Briggs smiled. “Ah! That’s an interesting wrinkle. It’s a cover for the guerilla group. They figure Obama’s their best chance for carrying out their radical environmental schemes, so when they stole the cars, they drained the gas tanks before pulverizing the vehicles, and sold it through an informal distribution network to raise funds for the campaign. The distribution network and the end-purchasers, incidentally, include a number of mid- and high-level Democratic Party functionaries.”

I nodded my head in bemused understanding. “I suppose that when Obama’s people hear about this, they’ll…”

“Throw the Greens under the Durango?”, Briggs interjected. “They already have. I just got off the phone with one of the National Campaign’s attorneys, and there’ll be a press release tomorrow morning.”

One thing continued to puzzle me. “If part of the scheme involved siphoning off the gasoline in the stolen vehicles, why would Parmenter have stolen Wronwright’s Durango? It was nearly empty.”

Briggs shrugged. “Like I said: he’s a ‘C’ student. I guess after he had stolen it, he found out too late that he was going to have to put gas in the tank. But the thing was so spanking new, he probably believed that the symbolic value of smashing it was worth the money out of pocket.”

Wronwright’s interest in the criminal’s background and motives was extremely limited. “Mr. Briggs, it’s getting kind of late, so if you’ll just give me the keys to my Durango, I’ll be on my way.”

Briggs shook his head apologetically. “Sorry, Mr. Wronwright, it’s evidence, for the time being. We ought to be able to let you have it in a day or two.”

Wronwright uttered what sounded like a death rattle, and I believe he would have rent his raiment, had the thought occurred to him. At that precise moment, a pretty young deputy popped her head in the office.

“I’m sorry for interrupting, Mr. Briggs, but that man you brought in for grand theft-auto asked for a six-pack of Yoo Hoo. Which interrogation room is he in?”

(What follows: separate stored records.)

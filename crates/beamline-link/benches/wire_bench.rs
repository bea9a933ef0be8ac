// SPDX-License-Identifier: PMPL-1.0-or-later
// Copyright (c) 2026 Jonathan D.A. Jewell (hyperpolymath) <jonathan.jewell@open.ac.uk>
//
// Criterion benchmarks for the frame serializer in the beamline-link
// crate. The vector-stream builders run once per operator action, but the
// footer allocates its whole pad per call, so keep an eye on both.

use criterion::{Criterion, black_box, criterion_group, criterion_main};

use beamline_core::config::JobConfig;
use beamline_core::types::{PenState, VectorParams};
use beamline_link::wire;

fn bench_config() -> JobConfig {
    JobConfig {
        host: "laser.local".to_string(),
        title: "bench".to_string(),
        job_name: "bench.pdf".to_string(),
        ..Default::default()
    }
}

// ---------------------------------------------------------------------------
// Benchmarks
// ---------------------------------------------------------------------------

/// Benchmark the job bracketing frames (header, vector init, footer).
fn bench_job_bracketing(c: &mut Criterion) {
    let config = bench_config();

    c.bench_function("job_header", |b| {
        b.iter(|| {
            let frame = wire::job_header(black_box(&config));
            black_box(frame);
        });
    });

    c.bench_function("vector_init", |b| {
        b.iter(|| {
            let frame = wire::vector_init(black_box(&config));
            black_box(frame);
        });
    });

    c.bench_function("job_footer (4 KiB pad)", |b| {
        b.iter(|| {
            let frame = wire::job_footer();
            black_box(frame);
        });
    });
}

/// Benchmark the per-point vector stream frames.
fn bench_vector_stream(c: &mut Criterion) {
    c.bench_function("moveto", |b| {
        b.iter(|| {
            let frame = wire::moveto(
                black_box(PenState::Down),
                black_box(1200),
                black_box(1200),
            );
            black_box(frame);
        });
    });

    c.bench_function("vector_param", |b| {
        let params = VectorParams {
            frequency: 5000,
            power: 100,
            speed: 5,
        };
        b.iter(|| {
            let frame = wire::vector_param(black_box(params));
            black_box(frame);
        });
    });
}

criterion_group!(benches, bench_job_bracketing, bench_vector_stream);
criterion_main!(benches);
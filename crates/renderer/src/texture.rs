//! Texture atlas loading for explosion billboards. Model loading, billboard
//! texturing, and skybox drawing are external-collaborator adapters; this
//! module implements the load-and-upload half of that contract (decode + GPU
//! upload) without wiring sampling into the billboard shader, which stays untextured
//! (a flat, camera-facing falloff) until an external caller needs more.

use std::path::Path;

use anyhow::{Context, Result};

/// A decoded and GPU-uploaded image, referenced by its atlas handle.
pub struct Texture {
    pub texture: wgpu::Texture,
    pub view: wgpu::TextureView,
    pub sampler: wgpu::Sampler,
    pub width: u32,
    pub height: u32,
}

impl Texture {
    pub fn from_path(device: &wgpu::Device, queue: &wgpu::Queue, path: &Path) -> Result<Self> {
        let img = image::open(path).with_context(|| format!("loading atlas {path:?}"))?.to_rgba8();
        let (width, height) = img.dimensions();

        let size = wgpu::Extent3d { width, height, depth_or_array_layers: 1 };
        let texture = device.create_texture(&wgpu::TextureDescriptor {
            label: Some("Atlas Texture"),
            size,
            mip_level_count: 1,
            sample_count: 1,
            dimension: wgpu::TextureDimension::D2,
            format: wgpu::TextureFormat::Rgba8UnormSrgb,
            usage: wgpu::TextureUsages::TEXTURE_BINDING | wgpu::TextureUsages::COPY_DST,
            view_formats: &[],
        });

        queue.write_texture(
            wgpu::ImageCopyTexture {
                texture: &texture,
                mip_level: 0,
                origin: wgpu::Origin3d::ZERO,
                aspect: wgpu::TextureAspect::All,
            },
            &img,
            wgpu::ImageDataLayout {
                offset: 0,
                bytes_per_row: Some(4 * width),
                rows_per_image: Some(height),
            },
            size,
        );

        let view = texture.create_view(&wgpu::TextureViewDescriptor::default());
        let sampler = device.create_sampler(&wgpu::SamplerDescriptor {
            label: Some("Atlas Sampler"),
            address_mode_u: wgpu::AddressMode::ClampToEdge,
            address_mode_v: wgpu::AddressMode::ClampToEdge,
            mag_filter: wgpu::FilterMode::Linear,
            min_filter: wgpu::FilterMode::Linear,
            ..Default::default()
        });

        Ok(Self { texture, view, sampler, width, height })
    }
}
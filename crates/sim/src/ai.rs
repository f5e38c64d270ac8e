//! Unit AI: the composition layer bridging world queries to the steering kernel.
//! Modeled as a tagged sum so dispatch stays a single match, with no AI
//! variant left as an unreachable `todo!()` arm.

use engine_core::{EntityId, Faction};
use glam::Vec3;
use procgen::{ParticleSummary, RingSystem};
use rand::Rng;
use steering::{AgentState, SteeringKernel};

use crate::constants::{
    BULLET_SPEED, PLANETOID_AVOID_DISTANCE, PLANETOID_CLEARANCE, RING_PARTICLE_AVOID_DISTANCE,
    RING_PARTICLE_CLEARANCE, SCAN_COUNT_MAX, SCAN_DISTANCE_RING_PARTICLE, SCAN_DISTANCE_SHIP,
    SCAN_RING_PARTICLE_LOOKAHEAD, SHIP_AVOID_DISTANCE, SHIP_CLEARANCE, SHOOT_ANGLE_RADIANS_MAX,
};

/// A read-only snapshot of another ship, built fresh each tick before any ship's AI
/// runs, so that AI for ship *i* never observes a mid-tick mutation to ship *j*.
#[derive(Debug, Clone, Copy)]
pub struct ShipSnapshot {
    pub id: EntityId,
    pub position: Vec3,
    pub velocity: Vec3,
    pub faction: Faction,
    pub radius: f32,
    pub alive: bool,
}

#[derive(Debug, Clone, Copy)]
pub struct PlanetoidSnapshot {
    pub id: EntityId,
    pub position: Vec3,
    pub radius: f32,
}

/// What an AI tick requests of the world: a desired velocity for the steering/body
/// layer to chase, and whether the ship should fire this tick (subject to reload).
#[derive(Debug, Clone, Copy, Default)]
pub struct AiOutput {
    pub desired_velocity: Vec3,
    pub fire: bool,
}

fn angle_within(current_velocity: Vec3, desired_velocity: Vec3, max_angle: f64) -> bool {
    if current_velocity.length_squared() < 1e-9 || desired_velocity.length_squared() < 1e-9 {
        return false;
    }
    let cos = current_velocity
        .normalize_or_zero()
        .dot(desired_velocity.normalize_or_zero())
        .clamp(-1.0, 1.0);
    (cos.acos() as f64) <= max_angle
}

fn nearest<'a, T>(items: &'a [T], position: Vec3, pos_of: impl Fn(&T) -> Vec3) -> Option<&'a T> {
    items.iter().min_by(|a, b| {
        let da = (pos_of(a) - position).length_squared();
        let db = (pos_of(b) - position).length_squared();
        da.partial_cmp(&db).unwrap()
    })
}

/// Per-ship AI hook. `Stop` is the trivial variant the data model lists alongside
/// `MoonGuard`: it never fires and always requests zero velocity, keeping this
/// sum exhaustive without inventing behaviour.
pub enum UnitAi {
    Stop { kernel: SteeringKernel },
    MoonGuard(MoonGuardState),
}

impl UnitAi {
    pub fn stop(agent_id: EntityId) -> Self {
        UnitAi::Stop { kernel: SteeringKernel::new(agent_id) }
    }

    pub fn moon_guard(agent_id: EntityId, moon_id: EntityId, rng: &mut impl Rng) -> Self {
        UnitAi::MoonGuard(MoonGuardState::new(agent_id, moon_id, rng))
    }

    #[allow(clippy::too_many_arguments)]
    pub fn tick(
        &mut self,
        agent: &AgentState,
        own_faction: Faction,
        ships: &[ShipSnapshot],
        ring: &RingSystem,
        planetoids: &[PlanetoidSnapshot],
        moons: &[crate::entities::MoonRecord],
        rng: &mut impl Rng,
    ) -> AiOutput {
        match self {
            UnitAi::Stop { kernel } => AiOutput { desired_velocity: kernel.stop(agent), fire: false },
            UnitAi::MoonGuard(state) => state.tick(agent, own_faction, ships, ring, planetoids, moons, rng),
        }
    }
}

/// State for a ship guarding a moon: a steering kernel, the guarded moon's id, scan
/// caches refreshed every `SCAN_COUNT_MAX` ticks, and a per-agent stagger counter
/// so not every guard rescans on the same tick.
pub struct MoonGuardState {
    kernel: SteeringKernel,
    moon_id: EntityId,
    scan_counter: u32,
    cached_ships: Vec<ShipSnapshot>,
    cached_ring_particles: Vec<ParticleSummary>,
    nearest_planetoid: Option<PlanetoidSnapshot>,
}

impl MoonGuardState {
    pub fn new(agent_id: EntityId, moon_id: EntityId, rng: &mut impl Rng) -> Self {
        Self {
            kernel: SteeringKernel::new(agent_id),
            moon_id,
            scan_counter: rng.gen_range(0..SCAN_COUNT_MAX),
            cached_ships: Vec::new(),
            cached_ring_particles: Vec::new(),
            nearest_planetoid: None,
        }
    }

    #[allow(clippy::too_many_arguments)]
    fn tick(
        &mut self,
        agent: &AgentState,
        own_faction: Faction,
        ships: &[ShipSnapshot],
        ring: &RingSystem,
        planetoids: &[PlanetoidSnapshot],
        moons: &[crate::entities::MoonRecord],
        rng: &mut impl Rng,
    ) -> AiOutput {
        self.scan_counter += 1;
        if self.scan_counter >= SCAN_COUNT_MAX {
            self.scan_counter = 0;
            self.cached_ships = ships
                .iter()
                .filter(|s| {
                    s.id != self.kernel.agent_id()
                        && s.alive
                        && (s.position - agent.position).length() as f64 <= SCAN_DISTANCE_SHIP
                })
                .copied()
                .collect();
            let lookahead = agent.position + agent.forward * SCAN_RING_PARTICLE_LOOKAHEAD as f32;
            self.cached_ring_particles = ring.particles_in(lookahead, SCAN_DISTANCE_RING_PARTICLE).unwrap_or_default();
            self.nearest_planetoid = nearest(planetoids, agent.position, |p| p.position).copied();
        }

        let nearest_enemy = self
            .cached_ships
            .iter()
            .filter(|s| s.faction != own_faction)
            .min_by(|a, b| {
                let da = (a.position - agent.position).length_squared();
                let db = (b.position - agent.position).length_squared();
                da.partial_cmp(&db).unwrap()
            });
        let nearest_ship = nearest(&self.cached_ships, agent.position, |s| s.position);

        let (mut desired, mut fire) = (Vec3::ZERO, false);
        if let Some(enemy) = nearest_enemy {
            desired = self.kernel.aim(agent, enemy.position, enemy.velocity, BULLET_SPEED as f64);
            fire = angle_within(agent.velocity, desired, SHOOT_ANGLE_RADIANS_MAX);
        } else if let Some(moon) = moons.iter().find(|m| m.id == self.moon_id) {
            desired = self.kernel.patrol_sphere(agent, moon.centre, moon.radius as f64, PLANETOID_AVOID_DISTANCE, rng);
        } else {
            desired = self.kernel.stop(agent);
        }

        if let Some(ship) = nearest_ship {
            desired = self.kernel.avoid(agent, desired, ship.position, ship.radius as f64, SHIP_CLEARANCE, SHIP_AVOID_DISTANCE, rng);
        }
        if let Some(particle) = nearest(&self.cached_ring_particles, agent.position, |p| p.position) {
            desired = self.kernel.avoid(
                agent,
                desired,
                particle.position,
                particle.radius as f64,
                RING_PARTICLE_CLEARANCE,
                RING_PARTICLE_AVOID_DISTANCE,
                rng,
            );
        }
        if let Some(planetoid) = self.nearest_planetoid {
            desired = self.kernel.avoid(
                agent,
                desired,
                planetoid.position,
                planetoid.radius as f64,
                PLANETOID_CLEARANCE,
                PLANETOID_AVOID_DISTANCE,
                rng,
            );
        }

        AiOutput { desired_velocity: desired, fire }
    }
}

#[cfg(test)]
mod tests {
    use super::*;
    use procgen::{PseudorandomGrid3, RingParameters};
    use rand::rngs::StdRng;
    use rand::SeedableRng;

    fn empty_ring() -> RingSystem {
        RingSystem::new(
            PseudorandomGrid3::default(),
            RingParameters { density_max: 0.0, ..RingParameters::default() },
        )
        .unwrap()
    }

    fn agent_at(position: Vec3) -> AgentState {
        AgentState {
            position,
            velocity: Vec3::new(0.0, 0.0, -1.0),
            forward: Vec3::new(0.0, 0.0, -1.0),
            up: Vec3::Y,
            right: Vec3::X,
            radius: 10.0,
            speed_max: 100.0,
            acceleration: 5.0,
            is_alive: true,
        }
    }

    #[test]
    fn stop_ai_never_fires_and_wants_zero_velocity() {
        let mut ai = UnitAi::stop(EntityId::new(engine_core::EntityKind::Ship, 1, 0));
        let ring = empty_ring();
        let mut rng = StdRng::seed_from_u64(1);
        let out = ai.tick(&agent_at(Vec3::ZERO), 1, &[], &ring, &[], &[], &mut rng);
        assert_eq!(out.desired_velocity, Vec3::ZERO);
        assert!(!out.fire);
    }

    #[test]
    fn moon_guard_patrols_when_no_enemy_present() {
        let moon = crate::entities::MoonRecord {
            id: EntityId::new(engine_core::EntityKind::Marker, 0, 0),
            centre: Vec3::ZERO,
            radius: 300.0,
            owning_planetoid: EntityId::NOTHING,
        };
        let mut ai = UnitAi::moon_guard(
            EntityId::new(engine_core::EntityKind::Ship, 1, 0),
            moon.id,
            &mut StdRng::seed_from_u64(2),
        );
        let ring = empty_ring();
        let mut rng = StdRng::seed_from_u64(2);
        let out = ai.tick(&agent_at(Vec3::new(300.0, 0.0, 0.0)), 1, &[], &ring, &[], &[moon], &mut rng);
        assert!(!out.fire);
    }

    #[test]
    fn moon_guard_fires_only_when_aim_is_within_shoot_angle() {
        let moon = crate::entities::MoonRecord {
            id: EntityId::new(engine_core::EntityKind::Marker, 0, 0),
            centre: Vec3::ZERO,
            radius: 300.0,
            owning_planetoid: EntityId::NOTHING,
        };
        let mut ai = UnitAi::moon_guard(
            EntityId::new(engine_core::EntityKind::Ship, 1, 0),
            moon.id,
            &mut StdRng::seed_from_u64(3),
        );
        let ring = empty_ring();
        let mut rng = StdRng::seed_from_u64(3);
        let enemy = ShipSnapshot {
            id: EntityId::new(engine_core::EntityKind::Ship, 2, 0),
            position: Vec3::new(0.0, 0.0, -500.0),
            velocity: Vec3::ZERO,
            faction: 2,
            radius: 10.0,
            alive: true,
        };
        // Force a scan refresh this tick by ticking SCAN_COUNT_MAX times.
        let mut out = AiOutput::default();
        for _ in 0..=SCAN_COUNT_MAX {
            out = ai.tick(&agent_at(Vec3::ZERO), 1, &[enemy], &ring, &[], &[moon], &mut rng);
        }
        // Agent flies straight at -Z and the enemy sits on -Z: aim direction should
        // align with current velocity, so the ship is cleared to fire.
        assert!(out.fire);
    }

    #[test]
    fn moon_guard_ignores_its_own_snapshot_in_the_ship_scan() {
        let moon = crate::entities::MoonRecord {
            id: EntityId::new(engine_core::EntityKind::Marker, 0, 0),
            centre: Vec3::ZERO,
            radius: 300.0,
            owning_planetoid: EntityId::NOTHING,
        };
        let agent_id = EntityId::new(engine_core::EntityKind::Ship, 1, 0);
        let mut ai = UnitAi::moon_guard(agent_id, moon.id, &mut StdRng::seed_from_u64(4));
        let ring = empty_ring();
        let mut rng = StdRng::seed_from_u64(4);
        let own_snapshot = ShipSnapshot {
            id: agent_id,
            position: Vec3::ZERO,
            velocity: Vec3::new(0.0, 0.0, -1.0),
            faction: 1,
            radius: 10.0,
            alive: true,
        };
        let enemy = ShipSnapshot {
            id: EntityId::new(engine_core::EntityKind::Ship, 2, 0),
            position: Vec3::new(0.0, 0.0, -500.0),
            velocity: Vec3::ZERO,
            faction: 2,
            radius: 10.0,
            alive: true,
        };
        let mut out = AiOutput::default();
        for _ in 0..=SCAN_COUNT_MAX {
            // The world always includes the agent's own snapshot alongside others.
            out = ai.tick(&agent_at(Vec3::ZERO), 1, &[own_snapshot, enemy], &ring, &[], &[moon], &mut rng);
        }
        // If the agent's own (distance-zero) snapshot were not excluded, it would
        // always be "nearest" and own-faction, so no enemy would ever be found and
        // the ship would never fire.
        assert!(out.fire);
        // The avoid pass against "nearest ship" must not degenerate against self
        // either: desired velocity stays finite and bounded by max speed.
        assert!(out.desired_velocity.is_finite());
        assert!(out.desired_velocity.length() <= 100.0 + 1e-6);
    }
}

I am convinced that only the quick-thinking Sheila’s draping of a sympathetic arm around his shoulders, and the pressing of his trembling hand under her soft, but firm one, prevented Wronwright from committing a massacre on the spot.

Tuesday, June 10, 2008

Grand-Theft, Durango (Part III)

US 1 was, for many years, the main highway linking the eastern United States, running north/south from Maine, near the Canadian border, to the tip of Florida. For long-distance automotive travel, it was supplanted by I-95 decades ago, and has since become something of a run-down main thoroughfare for towns both large and small, lined with shoddy strip malls, fast-food restaurants, convenience stores and carpet outlets that are forever having “going out of business” sales (I solemnly vow to buy a carpet from the first such store that advertises, “Now Celebrating 20 Years of Going Out Of Business”). We choked along the stretch of US1 running through Stafford County for hours, stopping to take a gander through the dusty and often broken windows of abandoned filling stations, garages and even a boarded-up motel. Our venture had been a long-shot, and hadn’t paid off, so we decided to call it a day and return to the city. Too late to avoid the rush-hour traffic, however, which clogged not only US 1 but the roads leading away to the west where we might have picked up I-95 (which would also have been extremely slow at this time of day; as they say, a bad case of six of one, half a dozen of the other).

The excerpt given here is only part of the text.